Romney hits out at Obama jobs ‘feat’

Photo|AFP

Republican White House hopeful Mitt Romney

POLAND, Ohio, Saturday

Weak jobs data threw President Barack Obama on the defensive, as Republican White House hopeful Mitt Romney told America’s middle class it did not have to put up with such misery.

Eagerly awaited monthly government figures made for grim reading, showing that only 80,000 jobs were created in June, well short of the rate Obama needs to swiftly cut the 8.2 per cent unemployment rate before November’s election.

The Labour Department report may interrupt several weeks of political momentum for Obama, and allow his foe Romney to shift the debate away from Democratic attacks on his past as a venture capitalist and back to the president’s record.

“There is a lot of misery in America today, and these numbers understate what people are feeling, and the amount of pain which is occurring in middle class America,” Romney said in New Hampshire, where he is on vacation.

The president’s policies “have clearly not been successful in re-igniting this economy, in putting people back to work,” Romney said.

“It doesn’t have to be this way. America can do better, and this kick in the gut has got to end.”

Obama, on the second day of a bus tour positioning him as a champion of the middle class, tried to prevent the jobs report, which follows weaker numbers on manufacturing and retail sales, from suffocating his rationale for re-election.

“It’s still tough out there,” Obama said at a school in Poland, Ohio, but took credit for saving the economy from a depression and argued Romney’s policies would risk creating the conditions that caused the crisis.

He chose to look on the bright side of the jobs report, saying it was a “step in the right direction,” but said more work remained to be done, though he noted businesses had created 4.4 million new jobs over the past 28 months.

Obama said the jobs figures were “a step in the right direction” but added: “we can’t be satisfied,” as Republicans branded him an economic failure.

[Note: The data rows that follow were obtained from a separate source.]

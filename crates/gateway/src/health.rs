use std::collections::HashMap;
use std::sync::{Arc, Mutex};
use std::time::{Duration, Instant};

use toolgate_common::ids::ToolId;
use toolgate_common::types::HealthSnapshot;

/// Health Service. Single-flight: concurrent `check`
/// calls for the same tool collapse onto the same `tokio::sync::Mutex`
/// guard, so only one probe is ever in flight per tool; the outer table
/// lock (`std::sync::Mutex`) is only ever held long enough to fetch or
/// insert that per-tool lock, never across an await.
pub struct HealthService {
    per_tool: Mutex<HashMap<ToolId, Arc<tokio::sync::Mutex<Entry>>>>,
    http: reqwest::Client,
    cache_ttl: Duration,
    stale_after: Duration,
    probe_timeout: Duration,
    default_path: String,
}

struct Entry {
    snapshot: Option<HealthSnapshot>,
    checked_at: Option<Instant>,
}

pub struct ProbeTarget<'a> {
    pub tool_id: ToolId,
    pub base_url: &'a str,
    pub health_path: Option<&'a str>,
}

impl HealthService {
    pub fn new(
        http: reqwest::Client,
        cache_ttl: Duration,
        stale_after: Duration,
        probe_timeout: Duration,
        default_path: String,
    ) -> Self {
        Self {
            per_tool: Mutex::new(HashMap::new()),
            http,
            cache_ttl,
            stale_after,
            probe_timeout,
            default_path,
        }
    }

    fn lock_for(&self, tool_id: ToolId) -> Arc<tokio::sync::Mutex<Entry>> {
        let mut table = self.per_tool.lock().expect("health table lock poisoned");
        Arc::clone(table.entry(tool_id).or_insert_with(|| {
            Arc::new(tokio::sync::Mutex::new(Entry {
                snapshot: None,
                checked_at: None,
            }))
        }))
    }

    /// `check(tool) → HealthSnapshot`. `force` bypasses the TTL cache —
    /// the `test` endpoint always passes `force=true`.
    pub async fn check(&self, target: ProbeTarget<'_>, force: bool) -> HealthSnapshot {
        let lock = self.lock_for(target.tool_id);
        let mut entry = lock.lock().await;

        if !force {
            if let (Some(snapshot), Some(checked_at)) = (&entry.snapshot, entry.checked_at) {
                if checked_at.elapsed() < self.cache_ttl {
                    metrics::counter!("toolgate.health.cache_hit").increment(1);
                    let mut cached = snapshot.clone();
                    cached.was_cached = true;
                    return cached;
                }
            }
        }

        metrics::counter!("toolgate.health.probe").increment(1);
        let snapshot = self.probe(&target).await;
        entry.snapshot = Some(snapshot.clone());
        entry.checked_at = Some(Instant::now());
        snapshot
    }

    /// Non-blocking read of the cached snapshot — the Execution Engine
    /// only ever consults this, it never probes inline.
    pub fn cached(&self, tool_id: ToolId) -> Option<HealthSnapshot> {
        let table = self.per_tool.lock().expect("health table lock poisoned");
        let lock = table.get(&tool_id)?;
        let entry = lock.try_lock().ok()?;
        let snapshot = entry.snapshot.clone()?;
        let checked_at = entry.checked_at?;
        if checked_at.elapsed() >= self.stale_after {
            return None;
        }
        Some(snapshot)
    }

    /// Request an async refresh without blocking the caller. The
    /// Execution Engine uses this after a stale cache hit so the next
    /// call sees a fresh snapshot, without holding up the current one.
    pub fn spawn_refresh(self: &Arc<Self>, tool_id: ToolId, base_url: String, health_path: Option<String>) {
        let this = Arc::clone(self);
        tokio::spawn(async move {
            this.check(
                ProbeTarget {
                    tool_id,
                    base_url: &base_url,
                    health_path: health_path.as_deref(),
                },
                true,
            )
            .await;
        });
    }

    async fn probe(&self, target: &ProbeTarget<'_>) -> HealthSnapshot {
        let path = target.health_path.unwrap_or(&self.default_path);
        let url = format!("{}{}", target.base_url.trim_end_matches('/'), path);
        let start = Instant::now();

        let result = self
            .http
            .head(&url)
            .timeout(self.probe_timeout)
            .send()
            .await;

        let result = match result {
            Ok(resp) if resp.status() == reqwest::StatusCode::METHOD_NOT_ALLOWED => {
                self.http.get(&url).timeout(self.probe_timeout).send().await
            }
            other => other,
        };

        let elapsed_ms = start.elapsed().as_millis() as u64;

        match result {
            Ok(resp) if resp.status().is_success() => HealthSnapshot {
                is_healthy: true,
                last_checked: chrono::Utc::now(),
                response_time_ms: elapsed_ms,
                error: None,
                version: resp
                    .headers()
                    .get("server")
                    .and_then(|v| v.to_str().ok())
                    .map(String::from),
                was_cached: false,
            },
            Ok(resp) => HealthSnapshot {
                is_healthy: false,
                last_checked: chrono::Utc::now(),
                response_time_ms: elapsed_ms,
                error: Some(format!("non-2xx status: {}", resp.status())),
                version: None,
                was_cached: false,
            },
            Err(e) => HealthSnapshot {
                is_healthy: false,
                last_checked: chrono::Utc::now(),
                response_time_ms: elapsed_ms,
                error: Some(e.to_string()),
                version: None,
                was_cached: false,
            },
        }
    }
}

#[cfg(test)]
mod tests {
    use super::*;

    fn service() -> HealthService {
        HealthService::new(
            reqwest::Client::new(),
            Duration::from_secs(300),
            Duration::from_secs(600),
            Duration::from_secs(5),
            "/".to_string(),
        )
    }

    #[test]
    fn cached_returns_none_before_first_probe() {
        let service = service();
        assert!(service.cached(ToolId::new()).is_none());
    }
}
use serde_json::Value;

use toolgate_common::types::{Action, ParameterLocation};

use super::ExecutionError;

/// An Action plus caller-supplied parameters, resolved into everything
/// needed to issue the upstream HTTP call.
pub struct BuiltRequest {
    pub method: reqwest::Method,
    pub url: String,
    pub query: Vec<(String, String)>,
    pub headers: Vec<(String, String)>,
    pub body: Option<Value>,
}

/// Substitute path/query/header/body parameters from `parameters` into
/// `action`'s template. Missing required parameters and unresolved path
/// placeholders are rejected before any network call is made.
pub fn build_request(
    base_url: &str,
    action: &Action,
    parameters: &Value,
) -> Result<BuiltRequest, ExecutionError> {
    let obj = parameters.as_object();
    let mut path = action.path.clone();
    let mut query = Vec::new();
    let mut headers = Vec::new();
    let mut body = None;

    for param in &action.parameters {
        let value = obj.and_then(|o| o.get(&param.name));
        let Some(value) = value else {
            if param.required {
                return Err(ExecutionError::InvalidParameters(format!(
                    "missing required parameter `{}`",
                    param.name
                )));
            }
            continue;
        };

        if let Some(expected) = param.schema.get("type").and_then(Value::as_str) {
            if !matches_schema_type(value, expected) {
                return Err(ExecutionError::InvalidParameters(format!(
                    "parameter `{}` expected type `{expected}`, got `{}`",
                    param.name,
                    json_type_name(value)
                )));
            }
        }

        match param.location {
            ParameterLocation::Path => {
                path = path.replace(&format!("{{{}}}", param.name), &value_to_string(value));
            }
            ParameterLocation::Query => query.push((param.name.clone(), value_to_string(value))),
            ParameterLocation::Header => {
                headers.push((param.name.clone(), value_to_string(value)))
            }
            ParameterLocation::Cookie => headers.push((
                "Cookie".to_string(),
                format!("{}={}", param.name, value_to_string(value)),
            )),
            ParameterLocation::Body => body = Some(value.clone()),
        }
    }

    if path.contains('{') {
        return Err(ExecutionError::InvalidParameters(format!(
            "unresolved path placeholder in `{path}`"
        )));
    }

    let method = reqwest::Method::from_bytes(action.method.to_uppercase().as_bytes())
        .map_err(|_| ExecutionError::InvalidParameters(format!("unsupported method `{}`", action.method)))?;

    Ok(BuiltRequest {
        method,
        url: format!("{}{}", base_url.trim_end_matches('/'), path),
        query,
        headers,
        body,
    })
}

fn value_to_string(value: &Value) -> String {
    match value {
        Value::String(s) => s.clone(),
        other => other.to_string(),
    }
}

/// Primitive-type shape check against a JSON Schema `type` keyword.
/// Doesn't attempt full schema validation (formats, enums, nested object
/// shapes) — just enough to catch a caller sending the wrong kind of
/// value before it reaches the upstream tool.
fn matches_schema_type(value: &Value, expected: &str) -> bool {
    match expected {
        "string" => value.is_string(),
        "integer" => value.is_i64() || value.is_u64(),
        "number" => value.is_number(),
        "boolean" => value.is_boolean(),
        "array" => value.is_array(),
        "object" => value.is_object(),
        "null" => value.is_null(),
        _ => true,
    }
}

fn json_type_name(value: &Value) -> &'static str {
    match value {
        Value::Null => "null",
        Value::Bool(_) => "boolean",
        Value::Number(_) => "number",
        Value::String(_) => "string",
        Value::Array(_) => "array",
        Value::Object(_) => "object",
    }
}

#[cfg(test)]
mod tests {
    use super::*;
    use serde_json::json;
    use toolgate_common::types::ParameterDescriptor;

    fn action() -> Action {
        Action {
            name: "get_widget".to_string(),
            method: "get".to_string(),
            path: "/widgets/{id}".to_string(),
            summary: None,
            parameters: vec![
                ParameterDescriptor {
                    name: "id".to_string(),
                    location: ParameterLocation::Path,
                    required: true,
                    schema: json!({"type": "string"}),
                },
                ParameterDescriptor {
                    name: "verbose".to_string(),
                    location: ParameterLocation::Query,
                    required: false,
                    schema: json!({"type": "boolean"}),
                },
            ],
            response_schema: None,
            security_refs: vec![],
        }
    }

    #[test]
    fn substitutes_path_parameter() {
        let req = build_request("https://api.example.com", &action(), &json!({"id": "42"})).unwrap();
        assert_eq!(req.url, "https://api.example.com/widgets/42");
    }

    #[test]
    fn missing_required_parameter_is_rejected() {
        let result = build_request("https://api.example.com", &action(), &json!({}));
        assert!(matches!(result, Err(ExecutionError::InvalidParameters(_))));
    }

    #[test]
    fn optional_query_parameter_is_included_when_present() {
        let req = build_request(
            "https://api.example.com",
            &action(),
            &json!({"id": "42", "verbose": true}),
        )
        .unwrap();
        assert_eq!(req.query, vec![("verbose".to_string(), "true".to_string())]);
    }

    #[test]
    fn optional_parameter_with_wrong_type_is_rejected() {
        let result = build_request(
            "https://api.example.com",
            &action(),
            &json!({"id": "42", "verbose": "not-a-bool"}),
        );
        assert!(matches!(result, Err(ExecutionError::InvalidParameters(_))));
    }
}
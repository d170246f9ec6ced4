use std::collections::HashMap;
use std::time::{Duration, Instant};

use tokio::sync::Mutex;

/// Per-tenant and per-tool token-bucket rate limiting. On exhaustion,
/// `acquire` queues briefly (bounded by `max_queue_ms`) rather than
/// failing immediately — callers that time out get `rate_limited_local`.
pub struct RateLimiter {
    buckets: Mutex<HashMap<String, TokenBucket>>,
    max_queue: Duration,
}

struct TokenBucket {
    tokens: f64,
    last_refill: Instant,
    rate: f64,
}

impl TokenBucket {
    fn new(rate: f64) -> Self {
        Self {
            tokens: rate,
            last_refill: Instant::now(),
            rate,
        }
    }

    fn refill(&mut self) {
        let elapsed = self.last_refill.elapsed().as_secs_f64();
        self.tokens = (self.tokens + elapsed * self.rate).min(self.rate * 2.0);
        self.last_refill = Instant::now();
    }

    fn try_acquire(&mut self) -> bool {
        self.refill();
        if self.tokens >= 1.0 {
            self.tokens -= 1.0;
            true
        } else {
            false
        }
    }

    fn time_until_available(&mut self) -> Duration {
        self.refill();
        if self.tokens >= 1.0 {
            Duration::ZERO
        } else {
            Duration::from_secs_f64((1.0 - self.tokens) / self.rate)
        }
    }
}

pub enum AcquireResult {
    Acquired,
    Exhausted,
}

impl RateLimiter {
    pub fn new(max_queue: Duration) -> Self {
        Self {
            buckets: Mutex::new(HashMap::new()),
            max_queue,
        }
    }

    /// Acquire a permit for `key` at `rate` tokens/sec, queueing briefly
    /// before reporting exhaustion (`rate_limited_local`).
    pub async fn acquire(&self, key: &str, rate: f64) -> AcquireResult {
        let deadline = Instant::now() + self.max_queue;

        loop {
            let wait = {
                let mut buckets = self.buckets.lock().await;
                let bucket = buckets
                    .entry(key.to_string())
                    .or_insert_with(|| TokenBucket::new(rate));

                if bucket.try_acquire() {
                    return AcquireResult::Acquired;
                }
                bucket.time_until_available()
            };

            if Instant::now() + wait > deadline {
                return AcquireResult::Exhausted;
            }
            tokio::time::sleep(wait).await;
        }
    }
}

pub fn tenant_key(tenant_id: impl std::fmt::Display) -> String {
    format!("tenant:{tenant_id}")
}

pub fn tool_key(tool_id: impl std::fmt::Display) -> String {
    format!("tool:{tool_id}")
}

#[cfg(test)]
mod tests {
    use super::*;

    #[tokio::test]
    async fn first_acquire_succeeds_immediately() {
        let limiter = RateLimiter::new(Duration::from_millis(500));
        let result = limiter.acquire("tenant:a", 5.0).await;
        assert!(matches!(result, AcquireResult::Acquired));
    }

    #[tokio::test]
    async fn exhausted_bucket_reports_rate_limited_after_queue_timeout() {
        let limiter = RateLimiter::new(Duration::from_millis(20));
        for _ in 0..5 {
            let _ = limiter.acquire("tenant:a", 1.0).await;
        }
        let result = limiter.acquire("tenant:a", 1.0).await;
        assert!(matches!(result, AcquireResult::Exhausted));
    }
}
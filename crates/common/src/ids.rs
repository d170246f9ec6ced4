use serde::{Deserialize, Serialize};
use std::fmt;
use uuid::Uuid;

macro_rules! define_id {
    ($name:ident, $doc:expr) => {
        #[doc = $doc]
        #[derive(Clone, Copy, Debug, PartialEq, Eq, Hash, Serialize, Deserialize)]
        #[serde(transparent)]
        pub struct $name(pub Uuid);

        impl $name {
            pub fn new() -> Self {
                Self(Uuid::new_v4())
            }

            pub fn from_uuid(id: Uuid) -> Self {
                Self(id)
            }
        }

        impl Default for $name {
            fn default() -> Self {
                Self::new()
            }
        }

        impl fmt::Display for $name {
            fn fmt(&self, f: &mut fmt::Formatter<'_>) -> fmt::Result {
                write!(f, "{}", self.0)
            }
        }

        impl From<Uuid> for $name {
            fn from(id: Uuid) -> Self {
                Self(id)
            }
        }

        impl From<$name> for Uuid {
            fn from(id: $name) -> Self {
                id.0
            }
        }
    };
}

define_id!(TenantId, "Typed wrapper for tenant UUIDs, resolved from the bearer token.");
define_id!(ToolId, "Typed wrapper for the surrogate id of a registered Tool.");
define_id!(
    DiscoverySessionId,
    "Typed wrapper for a short-lived Discovery Session id."
);
define_id!(ExecutionId, "Typed wrapper for an Execution Record id.");
define_id!(AttemptId, "Typed wrapper for an Attempt Record id.");
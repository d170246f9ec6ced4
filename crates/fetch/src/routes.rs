use std::sync::Arc;

use axum::extract::State;
use axum::http::StatusCode;
use axum::Json;

use toolgate_common::api::discovery::StartDiscoveryRequest;
use toolgate_common::types::{DiscoveryResult, DiscoveryStatus, SpecCacheEntry};

use crate::AppState;

/// POST /discover — called internally by `toolgate-gateway`. Runs the
/// Discovery Engine's strategy list and, on success, warms the Spec
/// Cache so a subsequent Action Generator pass doesn't refetch.
pub async fn discover_handler(
    State(state): State<Arc<AppState>>,
    Json(request): Json<StartDiscoveryRequest>,
) -> Result<Json<DiscoveryResult>, (StatusCode, String)> {
    let span = tracing::info_span!("discovery", base_url = %request.base_url);
    let _enter = span.enter();

    let result = state
        .discovery
        .discover(&request.base_url, request.hints)
        .await;

    if result.status == DiscoveryStatus::Succeeded {
        if let (Some(url), Some(spec_text), Some(spec_hash)) =
            (&result.selected_url, &result.spec_text, &result.spec_hash)
        {
            let mut cache = state.cache.write().await;
            cache.set(
                SpecCacheEntry {
                    url: url.clone(),
                    spec_hash: spec_hash.clone(),
                    raw_spec: spec_text.clone(),
                    content_type: Some("application/json".to_string()),
                    expires_at: chrono::Utc::now()
                        + chrono::Duration::from_std(state.spec_ttl).unwrap_or_default(),
                },
                state.spec_ttl,
            );
        }
        metrics::counter!("toolgate.discovery.succeeded").increment(1);
    } else {
        metrics::counter!("toolgate.discovery.not_succeeded").increment(1);
    }

    Ok(Json(result))
}
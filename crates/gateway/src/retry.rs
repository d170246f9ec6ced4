use std::time::Duration;

use rand::Rng;

use toolgate_common::config::RetryConfig;
use toolgate_common::error::ErrorKind;

/// Classification of a single attempt's outcome, fed to `should_retry`.
/// A free function rather than a method on some client type so both the
/// Execution Engine and Discovery Engine's probes can consult the same
/// policy without depending on an HTTP client type.
#[derive(Clone, Copy, Debug, PartialEq)]
pub enum AttemptOutcome {
    Success,
    /// Connection reset, DNS failure, TLS handshake failure, socket timeout.
    Network,
    /// HTTP 429 or a provider rate-limit signal; `retry_after` honors an
    /// upstream `Retry-After` header when present.
    RateLimited { retry_after: Option<Duration> },
    ServerError,
    /// 4xx other than 408/425/429.
    ClientError,
    /// 401/403 — never retried, surfaced for credential refresh.
    AuthError,
    Cancelled,
}

impl AttemptOutcome {
    pub fn error_kind(self) -> Option<ErrorKind> {
        match self {
            Self::Success => None,
            Self::Network => Some(ErrorKind::Network),
            Self::RateLimited { .. } => Some(ErrorKind::RateLimitedUpstream),
            Self::ServerError => Some(ErrorKind::UpstreamError),
            Self::ClientError => Some(ErrorKind::UpstreamClientError),
            Self::AuthError => Some(ErrorKind::AuthError),
            Self::Cancelled => Some(ErrorKind::Cancelled),
        }
    }
}

#[derive(Clone, Copy, Debug, PartialEq)]
pub struct RetryDecision {
    pub retry_after: Duration,
    pub give_up: bool,
}

/// `should_retry(attempt, error) → {retry_after, give_up}`.
/// `attempt` is 1-indexed (the attempt that just completed).
pub fn should_retry(attempt: u32, outcome: AttemptOutcome, policy: &RetryConfig) -> RetryDecision {
    if attempt >= policy.max_attempts {
        return RetryDecision {
            retry_after: Duration::ZERO,
            give_up: true,
        };
    }

    let retryable = match outcome {
        AttemptOutcome::Success => false,
        AttemptOutcome::Network => policy.retry_on_timeout,
        AttemptOutcome::RateLimited { .. } => policy.retry_on_rate_limit,
        AttemptOutcome::ServerError => true,
        AttemptOutcome::ClientError | AttemptOutcome::AuthError | AttemptOutcome::Cancelled => {
            false
        }
    };

    if !retryable {
        return RetryDecision {
            retry_after: Duration::ZERO,
            give_up: true,
        };
    }

    if let AttemptOutcome::RateLimited {
        retry_after: Some(server_value),
    } = outcome
    {
        let max_delay = Duration::from_millis(policy.max_delay_ms);
        return RetryDecision {
            retry_after: server_value.min(max_delay),
            give_up: false,
        };
    }

    RetryDecision {
        retry_after: backoff_delay(attempt, policy),
        give_up: false,
    }
}

/// `delay_i = min(max_delay, initial_delay * multiplier^(i-1)) * (1 +
/// U[-jitter, +jitter])`, clamped at zero.
fn backoff_delay(attempt: u32, policy: &RetryConfig) -> Duration {
    let base = (policy.initial_delay_ms as f64) * policy.multiplier.powi((attempt - 1) as i32);
    let capped = base.min(policy.max_delay_ms as f64);

    let jitter_factor = if policy.jitter > 0.0 {
        rand::thread_rng().gen_range(-policy.jitter..=policy.jitter)
    } else {
        0.0
    };

    let jittered = (capped * (1.0 + jitter_factor)).max(0.0);
    Duration::from_millis(jittered.round() as u64)
}

#[cfg(test)]
mod tests {
    use super::*;

    fn policy() -> RetryConfig {
        RetryConfig {
            max_attempts: 3,
            initial_delay_ms: 100,
            max_delay_ms: 1000,
            multiplier: 2.0,
            jitter: 0.0,
            retry_on_timeout: true,
            retry_on_rate_limit: true,
        }
    }

    #[test]
    fn retries_server_error_with_growing_backoff() {
        let p = policy();
        let d1 = should_retry(1, AttemptOutcome::ServerError, &p);
        assert!(!d1.give_up);
        assert_eq!(d1.retry_after, Duration::from_millis(100));

        let d2 = should_retry(2, AttemptOutcome::ServerError, &p);
        assert!(!d2.give_up);
        assert_eq!(d2.retry_after, Duration::from_millis(200));
    }

    #[test]
    fn never_retries_client_error() {
        let decision = should_retry(1, AttemptOutcome::ClientError, &policy());
        assert!(decision.give_up);
    }

    #[test]
    fn never_retries_auth_error() {
        let decision = should_retry(1, AttemptOutcome::AuthError, &policy());
        assert!(decision.give_up);
    }

    #[test]
    fn never_retries_cancelled() {
        let decision = should_retry(1, AttemptOutcome::Cancelled, &policy());
        assert!(decision.give_up);
    }

    #[test]
    fn gives_up_at_max_attempts() {
        let decision = should_retry(3, AttemptOutcome::ServerError, &policy());
        assert!(decision.give_up);
    }

    #[test]
    fn honors_server_retry_after_clamped_to_max_delay() {
        let p = policy();
        let decision = should_retry(
            1,
            AttemptOutcome::RateLimited {
                retry_after: Some(Duration::from_secs(5)),
            },
            &p,
        );
        assert_eq!(decision.retry_after, Duration::from_millis(1000));
    }

    #[test]
    fn rate_limit_not_retried_when_disabled() {
        let mut p = policy();
        p.retry_on_rate_limit = false;
        let decision = should_retry(
            1,
            AttemptOutcome::RateLimited { retry_after: None },
            &p,
        );
        assert!(decision.give_up);
    }

    #[test]
    fn backoff_caps_at_max_delay() {
        let p = policy();
        let decision = should_retry(2, AttemptOutcome::Network, &RetryConfig {
            max_attempts: 10,
            ..p
        });
        assert!(decision.retry_after <= Duration::from_millis(p.max_delay_ms));
    }
}
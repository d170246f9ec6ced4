use hmac::{Hmac, Mac};
use sha2::Sha256;

use toolgate_common::types::{ApiKeyLocation, AuthConfig, SignedHeaderAlgorithm};

type HmacSha256 = Hmac<Sha256>;

/// Apply a decrypted credential to an outgoing request. `path` is the
/// resolved request path (query excluded) and `body` the exact bytes
/// that will be sent, since `SignedHeader` signs over both.
pub fn apply_auth(
    builder: reqwest::RequestBuilder,
    credential: &AuthConfig,
    method: &str,
    path: &str,
    body: &[u8],
) -> reqwest::RequestBuilder {
    match credential {
        AuthConfig::None => builder,
        AuthConfig::Bearer { token } => builder.bearer_auth(token),
        AuthConfig::Basic { username, password } => builder.basic_auth(username, Some(password)),
        AuthConfig::ApiKey {
            location,
            name,
            token,
            prefix,
        } => {
            let value = match prefix {
                Some(p) => format!("{p}{token}"),
                None => token.clone(),
            };
            match location {
                ApiKeyLocation::Header => builder.header(name, value),
                ApiKeyLocation::Query => builder.query(&[(name.as_str(), value.as_str())]),
            }
        }
        AuthConfig::SignedHeader {
            algorithm,
            header_name,
            prefix,
            secret,
        } => {
            let timestamp = chrono::Utc::now().timestamp().to_string();
            let signature = sign(*algorithm, secret, method, path, &timestamp, body);
            let value = match prefix {
                Some(p) => format!("{p}{signature}"),
                None => signature,
            };
            builder
                .header(header_name, value)
                .header("x-toolgate-timestamp", timestamp)
        }
    }
}

/// Canonical message is `METHOD\nPATH\nTIMESTAMP\nBODY`, HMAC'd with the
/// tool's configured secret. There's no OpenAPI equivalent for this
/// scheme — it's only ever supplied directly by the operator at
/// registration, never derived from a spec document.
fn sign(
    algorithm: SignedHeaderAlgorithm,
    secret: &str,
    method: &str,
    path: &str,
    timestamp: &str,
    body: &[u8],
) -> String {
    match algorithm {
        SignedHeaderAlgorithm::HmacSha256 => {
            let mut mac = HmacSha256::new_from_slice(secret.as_bytes())
                .expect("HMAC accepts a key of any length");
            mac.update(method.as_bytes());
            mac.update(b"\n");
            mac.update(path.as_bytes());
            mac.update(b"\n");
            mac.update(timestamp.as_bytes());
            mac.update(b"\n");
            mac.update(body);
            to_hex(&mac.finalize().into_bytes())
        }
    }
}

fn to_hex(bytes: &[u8]) -> String {
    bytes.iter().map(|b| format!("{b:02x}")).collect()
}

#[cfg(test)]
mod tests {
    use super::*;

    #[test]
    fn hmac_signature_is_stable_for_same_inputs() {
        let a = sign(
            SignedHeaderAlgorithm::HmacSha256,
            "secret",
            "POST",
            "/widgets",
            "12345",
            b"{}",
        );
        let b = sign(
            SignedHeaderAlgorithm::HmacSha256,
            "secret",
            "POST",
            "/widgets",
            "12345",
            b"{}",
        );
        assert_eq!(a, b);
    }

    #[test]
    fn hmac_signature_changes_with_body() {
        let a = sign(
            SignedHeaderAlgorithm::HmacSha256,
            "secret",
            "POST",
            "/widgets",
            "12345",
            b"{}",
        );
        let b = sign(
            SignedHeaderAlgorithm::HmacSha256,
            "secret",
            "POST",
            "/widgets",
            "12345",
            b"{\"a\":1}",
        );
        assert_ne!(a, b);
    }
}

The data, which makes it unlikely that unemployment will dip below the psychological 8.0 per cent level before November, jolted Obama on the second day of a “Betting on America” bus tour in swing states Ohio and Pennsylvania.

It offered an opening for Romney, who contends that his lucrative business career equips him with unique understanding of the economy and the policies needed to create jobs.

“This is a time for America to choose whether they want more of the same; whether unemployment above eight percent month after month after month is satisfactory or not,” Romney said.